Audio Classification with perl API

The MXNet forum does not allow more than 2 links for a new user. Reference the README for the code for all links.

This is intended to implement a CNN for audio classification of voice and data transmissions.

The MXNet perl API is used to classify audio files (currently 2 categories). Results so far are good. With my simple requirements and minimal test data there is 100% correct classificaiton.

The input is radio transmissions (.wav) that represent either a human speaking or a data transmission. Previously, I have been doing this classification with SoX voice detection function (much lower success rate).

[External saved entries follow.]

//! `forge` binary entry point.

use std::process::ExitCode;

use clap::Parser;
use thiserror::Error;

use forge_engine::app::ForgeApp;
use forge_engine::cli::commands::{plan, project, reap, run, status, stop};
use forge_engine::cli::error::CliError;
use forge_engine::cli::{Cli, Commands};
use forge_engine::infrastructure::config::{ConfigError, ConfigLoader};
use forge_engine::infrastructure::logging::{LoggerError, LoggerImpl};

#[derive(Debug, Error)]
enum MainError {
    #[error("configuration error: {0}")]
    Config(#[from] ConfigError),
    #[error("logger initialization failed: {0}")]
    Logger(#[from] LoggerError),
    #[error(transparent)]
    Cli(#[from] CliError),
    #[error("could not determine current working directory: {0}")]
    WorkingDir(#[source] std::io::Error),
}

#[tokio::main]
async fn main() -> ExitCode {
    match run_cli().await {
        Ok(()) => ExitCode::SUCCESS,
        Err(err) => {
            eprintln!("error: {err}");
            ExitCode::FAILURE
        }
    }
}

async fn run_cli() -> Result<(), MainError> {
    let cli = Cli::parse();

    let config = ConfigLoader::load()?;
    let _logger = LoggerImpl::init(&config.logging)?;

    let repo_root = std::env::current_dir().map_err(MainError::WorkingDir)?;
    let app = ForgeApp::new(config, repo_root).await.map_err(CliError::from)?;

    dispatch(&app, cli).await?;
    Ok(())
}

async fn dispatch(app: &ForgeApp, cli: Cli) -> Result<(), CliError> {
    match cli.command {
        Commands::Project(command) => project::run(app, command, cli.json).await,
        Commands::Plan { project } => plan::run(app, project, cli.json).await,
        Commands::Run(args) => run::run(app, args, cli.json).await,
        Commands::Status { project } => status::run(app, project, cli.json).await,
        Commands::Stop { project } => stop::run(app, project, cli.json).await,
        Commands::Reap => reap::run(app, cli.json).await,
    }
}
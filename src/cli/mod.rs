//! CLI interface module.
//!
//! Command definitions, handlers, and table/JSON output formatting for the
//! `forge` binary.

pub mod commands;
pub mod error;
pub mod output;
pub mod types;

pub use types::{Cli, Commands};
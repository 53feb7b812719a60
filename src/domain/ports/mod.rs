//! Domain ports (interfaces) for the parallel execution engine.
//!
//! Services depend on these traits, never on concrete adapters.

pub mod agent_runtime;
pub mod batch_repository;
pub mod cost_repository;
pub mod epic_repository;
pub mod expertise_repository;
pub mod project_repository;
pub mod session_repository;
pub mod task_repository;
pub mod test_repository;
pub mod vcs_invoker;
pub mod worktree_repository;

pub use agent_runtime::{AgentOutcome, AgentRuntime, ModelTier};
pub use batch_repository::PlanRepository;
pub use cost_repository::CostRepository;
pub use epic_repository::EpicRepository;
pub use expertise_repository::ExpertiseRepository;
pub use project_repository::ProjectRepository;
pub use session_repository::SessionRepository;
pub use task_repository::{TaskFilter, TaskRepository};
pub use test_repository::TestRepository;
pub use vcs_invoker::{MergeMode, VcsInvoker, VcsOutput};
pub use worktree_repository::WorktreeRepository;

Unlike Gluon Audio which uses librosa to extract MFCCs I am creating spectrograms (png image files) as input to the network. I would like to use the Gluon Audio approach however it is currently dependent on librosa which is python only. Gluon Audio mentions MXNet FFT operator on CPU as a possible future replacement for this dependency. So hopefully this can be used at some point.

Although the the use of machine learning for my requirements is probably overkill I plan on expanding the categories/capability in the future.

It would be great if this helps anyone like the examples below helped me. I am open to any feedback.

To create training data

WAV file -> extract middle second -> generate spectrogram PNG

Currently ffmpeg is used to generate spectrograms outside the training process. Training data is created via a seperate program that uses metadata from database and audio files from disk. Spectrograms are generated like so:

/usr/bin/ffmpeg -i audio.wav -lavfi showspectrumpic=s=100x50:scale=log:legend=off audio.png

The spectrograms should be placed in a folder structure as documented in ImageFolderDataset.

Dependencies

  • MXNet pull request against ImageFolderDataset
  • ffmpeg

Based on these examples

  • Sergey Kolychev’s mnist.pl
  • Sergey Kolychev’s Machine learning in Perl, Part3
  • Eryk Wdowiak’s MXNet in Perl

Hi @John,

Thanks for sharing your project. Spectrogram => CNN for audio classification is indeed a sound approach to audio classification and I am glad you’ve had good success with it and the perl API. Good luck with your project.